UPDATE: The Pensacola Protected Bike Lane celebrated the official opening on Friday, September 25. The two-way protected bike lane spans from Wilder Street to Kapiolani Boulevard on the Diamond Head side of the street. This project is one of the Department of Transportation Services complete streets initiatives, and a step towards increasing the connectivity and safety of our community. Learn more.

What will it look like?

Image: Honolulu Complete Streets

The Pensacola project will look similar to the King Street and South Street protected bike lanes (completed in 2014 and 2017): a two-way protected lane on a one-way street. This means that, while drivers can only travel in the mauka to makai direction, cyclists can ride both ways. This design provides the necessary space and protection for cyclists while reducing the risk of collisions with vehicles. 
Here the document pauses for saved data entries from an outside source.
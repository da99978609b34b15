//! Authenticates a custody petition against the membership directory.
//!
//! 1. Parse and check length/version (no I/O before this passes)
//! 2. Query the membership oracle once
//! 3. Resolve the authoritative signer for the kernel node
//! 4. Verify signer, payee and custodian signatures over the 161-byte prefix
//!
//! Nothing is persisted; the only side effect is the oracle query.

use std::sync::Arc;

use chrono::{DateTime, Utc};
use custody_types::{
    Address, CustodyError, CustodyKey, KernelId, MembershipOracle, NetworkNode, Result,
};
use ed25519_dalek::{Signature, Verifier, VerifyingKey};

use crate::payload::AuthorizationPayload;

/// Find the signer allowed to authorize custody of `kernel` for `payee`.
///
/// The first entry with a matching id that is ACCEPTED, or REMOVED within
/// the grace window, decides: its signer counts only if its payee equals
/// `payee`. Entries in any other state are skipped.
///
/// # Errors
/// `InvalidPayload` on field `signer` with reason `not existing` when no
/// entry qualifies, or `invalid` when the signer text is malformed.
pub fn resolve_signer(
    nodes: &[NetworkNode],
    kernel: &KernelId,
    payee: &Address,
    now: DateTime<Utc>,
) -> Result<Address> {
    let decisive = nodes
        .iter()
        .find(|n| n.id == *kernel && n.is_authoritative_at(now));

    let Some(node) = decisive else {
        return Err(CustodyError::invalid_payload("signer", "not existing"));
    };
    if node.payee.parse::<Address>().ok().as_ref() != Some(payee) {
        tracing::debug!(kernel = %kernel.short(), state = %node.state, "directory payee mismatch");
        return Err(CustodyError::invalid_payload("signer", "not existing"));
    }
    node.signer
        .parse()
        .map_err(|_| CustodyError::invalid_payload("signer", "invalid"))
}

fn verify_signature(
    key: &[u8; 32],
    message: &[u8],
    signature: &[u8; 64],
    field: &str,
) -> Result<()> {
    let verifying_key =
        VerifyingKey::from_bytes(key).map_err(|_| CustodyError::invalid_payload(field, "invalid"))?;
    verifying_key
        .verify(message, &Signature::from_bytes(signature))
        .map_err(|_| CustodyError::invalid_payload(field, "invalid"))
}

/// Verifies petitions using a shared membership oracle.
#[derive(Clone)]
pub struct PayloadVerifier {
    oracle: Arc<dyn MembershipOracle>,
}

impl PayloadVerifier {
    #[must_use]
    pub fn new(oracle: Arc<dyn MembershipOracle>) -> Self {
        Self { oracle }
    }

    /// Verify `raw` at the current time.
    pub async fn verify(&self, raw: &[u8]) -> Result<CustodyKey> {
        self.verify_at(raw, Utc::now()).await
    }

    /// Verify `raw` as of `now`; returns the custodian, payee and kernel
    /// exactly as encoded.
    pub async fn verify_at(&self, raw: &[u8], now: DateTime<Utc>) -> Result<CustodyKey> {
        let payload = AuthorizationPayload::parse(raw)?;
        let nodes = self.oracle.list_nodes().await?;
        let signer = resolve_signer(&nodes, &payload.kernel_id, &payload.payee, now)?;

        let prefix = payload.signed_prefix();
        verify_signature(
            &signer.spend_key,
            prefix,
            &payload.signer_signature(),
            "signer signature",
        )?;
        verify_signature(
            &payload.payee.spend_key,
            prefix,
            &payload.payee_signature(),
            "payee signature",
        )?;
        verify_signature(
            &payload.custodian.spend_key,
            prefix,
            &payload.custodian_signature(),
            "custodian signature",
        )?;

        let key = payload.key();
        tracing::debug!(custody = %key, "petition authenticated");
        Ok(key)
    }
}

impl std::fmt::Debug for PayloadVerifier {
    fn fmt(&self, f: &mut std::fmt::Formatter<'_>) -> std::fmt::Result {
        f.debug_struct("PayloadVerifier").finish_non_exhaustive()
    }
}

#[cfg(test)]
mod tests {
    use std::sync::atomic::{AtomicUsize, Ordering};

    use async_trait::async_trait;
    use chrono::Duration;
    use custody_types::NodeState;
    use ed25519_dalek::SigningKey;

    use super::*;
    use crate::testing::PetitionBuilder;

    /// Serves a fixed list and counts queries.
    struct Directory {
        nodes: Vec<NetworkNode>,
        calls: AtomicUsize,
    }

    impl Directory {
        fn new(nodes: Vec<NetworkNode>) -> Arc<Self> {
            Arc::new(Self {
                nodes,
                calls: AtomicUsize::new(0),
            })
        }
    }

    #[async_trait]
    impl MembershipOracle for Directory {
        async fn list_nodes(&self) -> Result<Vec<NetworkNode>> {
            self.calls.fetch_add(1, Ordering::SeqCst);
            Ok(self.nodes.clone())
        }
    }

    fn assert_field(err: &CustodyError, expected_field: &str, expected_reason: &str) {
        match err {
            CustodyError::InvalidPayload { field, reason } => {
                assert_eq!(field, expected_field);
                assert_eq!(reason, expected_reason);
            }
            other => panic!("unexpected error: {other:?}"),
        }
    }

    fn entry(id: KernelId, signer: &Address, payee: &Address, state: NodeState) -> NetworkNode {
        NetworkNode::dummy(id, &signer.to_string(), &payee.to_string(), state)
    }

    #[test]
    fn accepted_node_resolves() {
        let (k, s, p) = (KernelId::random(), Address::random(), Address::random());
        let nodes = vec![entry(k, &s, &p, NodeState::Accepted)];
        assert_eq!(resolve_signer(&nodes, &k, &p, Utc::now()).unwrap(), s);
    }

    #[test]
    fn payee_mismatch_is_not_existing() {
        let (k, s, p) = (KernelId::random(), Address::random(), Address::random());
        let nodes = vec![entry(k, &s, &p, NodeState::Accepted)];
        let err = resolve_signer(&nodes, &k, &Address::random(), Utc::now()).unwrap_err();
        assert!(
            matches!(err, CustodyError::InvalidPayload { ref field, ref reason } if field == "signer" && reason == "not existing")
        );
    }

    #[test]
    fn stale_removed_entry_skipped_for_later_match() {
        let (k, p) = (KernelId::random(), Address::random());
        let old_signer = Address::random();
        let new_signer = Address::random();
        let now = Utc::now();
        let mut stale = entry(k, &old_signer, &p, NodeState::Removed);
        stale.timestamp = (now - Duration::days(30)).timestamp_nanos_opt().unwrap();
        let nodes = vec![stale, entry(k, &new_signer, &p, NodeState::Accepted)];
        assert_eq!(resolve_signer(&nodes, &k, &p, now).unwrap(), new_signer);
    }

    #[test]
    fn pledging_node_not_authoritative() {
        let (k, s, p) = (KernelId::random(), Address::random(), Address::random());
        let nodes = vec![entry(k, &s, &p, NodeState::Pledging)];
        assert!(resolve_signer(&nodes, &k, &p, Utc::now()).is_err());
    }

    #[test]
    fn kernel_directory_entry_resolves() {
        let id: KernelId = "394e7b2131b7d0a996bb094e30d05ac7d51f5a09156e5f7349cac55d2179a144"
            .parse()
            .unwrap();
        let signer = "XIN4qtYcAuAsJFnHp61waUheVsiK1byouLqbhrA8VpSQwxHs4z8LPjpFRrx3zdmiXZuFSwJ8CAMCwLkxap1LbRWHk2iVsLyx";
        let payee = "XINYvDWLAqoa1PxNxAaJcecrrehHVaaqqT4owg7ST1Yt2Gs5VUX62ArnVW7rx3vBMxfRdA5Y6kEg1Y5jSdQDFF3msunpmED4";
        let nodes = vec![NetworkNode::dummy(id, signer, payee, NodeState::Accepted)];

        let resolved = resolve_signer(&nodes, &id, &payee.parse().unwrap(), Utc::now()).unwrap();
        assert_eq!(resolved.to_string(), signer);
    }

    #[test]
    fn malformed_signer_text() {
        let (k, p) = (KernelId::random(), Address::random());
        let mut n = entry(k, &Address::random(), &p, NodeState::Accepted);
        n.signer = "XIN-not-hex".into();
        let err = resolve_signer(&[n], &k, &p, Utc::now()).unwrap_err();
        assert!(
            matches!(err, CustodyError::InvalidPayload { ref reason, .. } if reason == "invalid")
        );
    }

    // ------------------------------------------------------------------
    // Full petition verification
    // ------------------------------------------------------------------

    #[tokio::test]
    async fn valid_petition_returns_encoded_key() {
        let petition = PetitionBuilder::random();
        let directory = Directory::new(vec![petition.directory_entry(NodeState::Accepted)]);
        let verifier = PayloadVerifier::new(directory.clone());

        let key = verifier.verify(&petition.build()).await.unwrap();
        assert_eq!(key.custodian, petition.custodian_address());
        assert_eq!(key.payee, petition.payee_address());
        assert_eq!(key.kernel_id, petition.kernel_id);
        assert_eq!(directory.calls.load(Ordering::SeqCst), 1);
    }

    #[tokio::test]
    async fn malformed_payload_never_queries_directory() {
        let petition = PetitionBuilder::random();
        let directory = Directory::new(vec![petition.directory_entry(NodeState::Accepted)]);
        let verifier = PayloadVerifier::new(directory.clone());

        let mut raw = petition.build();
        raw.pop();
        assert_field(&verifier.verify(&raw).await.unwrap_err(), "extra", "length 352 != 353");

        let mut raw = petition.build();
        raw[0] = 0;
        let err = verifier.verify(&raw).await.unwrap_err();
        assert!(matches!(err, CustodyError::InvalidPayload { ref field, .. } if field == "extra head"));

        assert_eq!(directory.calls.load(Ordering::SeqCst), 0);
    }

    #[tokio::test]
    async fn removed_past_grace_is_rejected_despite_valid_signatures() {
        let petition = PetitionBuilder::random();
        let now = Utc::now();
        let mut entry = petition.directory_entry(NodeState::Removed);
        entry.timestamp = (now - Duration::days(8)).timestamp_nanos_opt().unwrap();
        let verifier = PayloadVerifier::new(Directory::new(vec![entry]));

        let err = verifier.verify_at(&petition.build(), now).await.unwrap_err();
        assert_field(&err, "signer", "not existing");
    }

    #[tokio::test]
    async fn removed_within_grace_still_authorizes() {
        let petition = PetitionBuilder::random();
        let now = Utc::now();
        let mut entry = petition.directory_entry(NodeState::Removed);
        entry.timestamp = (now - Duration::days(6)).timestamp_nanos_opt().unwrap();
        let verifier = PayloadVerifier::new(Directory::new(vec![entry]));

        assert!(verifier.verify_at(&petition.build(), now).await.is_ok());
    }

    #[tokio::test]
    async fn unknown_kernel_is_not_existing() {
        let petition = PetitionBuilder::random();
        let other = PetitionBuilder::random();
        let verifier =
            PayloadVerifier::new(Directory::new(vec![other.directory_entry(NodeState::Accepted)]));

        let err = verifier.verify(&petition.build()).await.unwrap_err();
        assert_field(&err, "signer", "not existing");
    }

    #[tokio::test]
    async fn each_forged_signature_names_its_field() {
        let petition = PetitionBuilder::random();
        let verifier = PayloadVerifier::new(Directory::new(vec![
            petition.directory_entry(NodeState::Accepted),
        ]));
        let intruder = SigningKey::generate(&mut rand::rngs::OsRng);

        let raw = petition.build_with(&intruder, &petition.payee, &petition.custodian);
        assert_field(&verifier.verify(&raw).await.unwrap_err(), "signer signature", "invalid");

        let raw = petition.build_with(&petition.signer, &intruder, &petition.custodian);
        assert_field(&verifier.verify(&raw).await.unwrap_err(), "payee signature", "invalid");

        let raw = petition.build_with(&petition.signer, &petition.payee, &intruder);
        assert_field(&verifier.verify(&raw).await.unwrap_err(), "custodian signature", "invalid");
    }

    #[tokio::test]
    async fn flipped_prefix_bit_breaks_signer_signature() {
        let petition = PetitionBuilder::random();
        let verifier = PayloadVerifier::new(Directory::new(vec![
            petition.directory_entry(NodeState::Accepted),
        ]));
        let mut raw = petition.build();
        // Last byte of the custodian view key: the directory lookup still
        // succeeds, only the signed bytes change.
        raw[64] ^= 0x01;
        assert_field(&verifier.verify(&raw).await.unwrap_err(), "signer signature", "invalid");
    }
}
//! AES-256-CBC with PKCS7 padding.
//!
//! Wire format: `iv (16 bytes) || ciphertext`. A fresh random IV is drawn
//! for every encryption.
//!
//! Unpadding only checks that the trailing pad-length byte fits inside the
//! decrypted buffer. A wrong key therefore either fails or yields garbage;
//! it never reproduces the plaintext.

use aes::Aes256;
use aes::cipher::{
    BlockDecryptMut, BlockEncryptMut, KeyIvInit,
    block_padding::{NoPadding, Pkcs7},
};
use custody_types::{CustodyError, Result, constants::AES_BLOCK_SIZE};
use rand::RngCore;

type Aes256CbcEnc = cbc::Encryptor<Aes256>;
type Aes256CbcDec = cbc::Decryptor<Aes256>;

/// Encrypt `plaintext` under a 32-byte key.
#[must_use]
pub fn encrypt(key: &[u8; 32], plaintext: &[u8]) -> Vec<u8> {
    let mut iv = [0u8; AES_BLOCK_SIZE];
    rand::rngs::OsRng.fill_bytes(&mut iv);

    let body = Aes256CbcEnc::new(key.into(), &iv.into()).encrypt_padded_vec_mut::<Pkcs7>(plaintext);

    let mut out = Vec::with_capacity(AES_BLOCK_SIZE + body.len());
    out.extend_from_slice(&iv);
    out.extend_from_slice(&body);
    out
}

/// Decrypt data produced by [`encrypt`].
///
/// # Errors
/// [`CustodyError::InvalidCiphertext`] if the input is not at least two
/// blocks, is not a whole number of blocks, or the pad-length byte exceeds
/// the decrypted length.
pub fn decrypt(key: &[u8; 32], ciphertext: &[u8]) -> Result<Vec<u8>> {
    let len = ciphertext.len();
    if len < 2 * AES_BLOCK_SIZE || len % AES_BLOCK_SIZE != 0 {
        return Err(CustodyError::InvalidCiphertext {
            reason: format!("invalid length {len}"),
        });
    }

    let (iv, body) = ciphertext.split_at(AES_BLOCK_SIZE);
    let mut iv_block = [0u8; AES_BLOCK_SIZE];
    iv_block.copy_from_slice(iv);

    let mut plain = Aes256CbcDec::new(key.into(), &iv_block.into())
        .decrypt_padded_vec_mut::<NoPadding>(body)
        .map_err(|e| CustodyError::InvalidCiphertext {
            reason: e.to_string(),
        })?;

    let length = plain.len();
    let unpadding = usize::from(plain[length - 1]);
    if unpadding > length {
        return Err(CustodyError::InvalidCiphertext {
            reason: format!("padding invalid {unpadding} {length}"),
        });
    }
    plain.truncate(length - unpadding);
    Ok(plain)
}
//! Line-oriented pattern rule engine
//!
//! Evaluates every rule of a profile against every line of every file.
//! Matching is line-local: deterministic, fast, and without cross-line
//! state, at the cost of signatures that span lines. Files that are not
//! valid UTF-8 are skipped so a binary asset never breaks a scan.

use crate::rules::{RuleProfile, Violation};
use crate::walker::SourceWalker;
use std::path::Path;
use thiserror::Error;
use tracing::debug;

/// Fatal scan errors; everything else degrades locally
#[derive(Debug, Error)]
pub enum ScanError {
    #[error("target path does not exist: {0}")]
    TargetNotFound(String),
}

/// Result of one engine pass over a path
#[derive(Debug, Default)]
pub struct ScanOutcome {
    /// Number of files read (including files with zero violations)
    pub files_scanned: usize,
    /// All violations, in file order then line order within a file
    pub violations: Vec<Violation>,
}

/// Pattern matcher parameterized by an injected rule profile
#[derive(Debug, Clone)]
pub struct PatternEngine {
    profile: RuleProfile,
}

impl PatternEngine {
    pub fn new(profile: RuleProfile) -> Self {
        Self { profile }
    }

    pub fn profile(&self) -> &RuleProfile {
        &self.profile
    }

    /// Scan every file the walker yields under `root`
    ///
    /// Errors only when the target path itself is missing; unreadable or
    /// non-text files are skipped.
    pub fn scan_path(&self, root: &Path, walker: &SourceWalker) -> Result<ScanOutcome, ScanError> {
        if !root.exists() {
            return Err(ScanError::TargetNotFound(root.display().to_string()));
        }

        let mut outcome = ScanOutcome::default();
        for path in walker.walk() {
            let text = match std::fs::read_to_string(&path) {
                Ok(text) => text,
                Err(e) => {
                    debug!("skipping unreadable file {:?}: {}", path, e);
                    continue;
                }
            };
            outcome.files_scanned += 1;
            let display = path.display().to_string();
            outcome
                .violations
                .extend(self.scan_text(&display, &text));
        }
        Ok(outcome)
    }

    /// Scan one already-read file body; pure apart from the rule tables
    pub fn scan_text(&self, file: &str, text: &str) -> Vec<Violation> {
        let mut violations = Vec::new();
        for (idx, line) in text.lines().enumerate() {
            for rule in &self.profile.rules {
                if let Some(column) = rule.first_match(line) {
                    violations.push(Violation::from_rule(rule, file, idx + 1, column, line));
                }
            }
        }
        violations
    }
}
According to Hawaii Bicycling League, shortly after the completion of the projects, bicycling increased on King St  by 125% and on South St by 381%

Who will it serve?

The Pensacola protected bike lane will create a safe bicycle route to Makiki and Ala Moana/Kakaako, connecting riders to their homes, places of employment, and popular destinations such as Ala Moana Beach Park and Ala Moana Shopping Center. It will conveniently intersect King Street, one of the most popular routes for bike commuters. 


Several Biki Stops are already located on or within close proximity to the route. See map

Construction is expected to conclude this summer!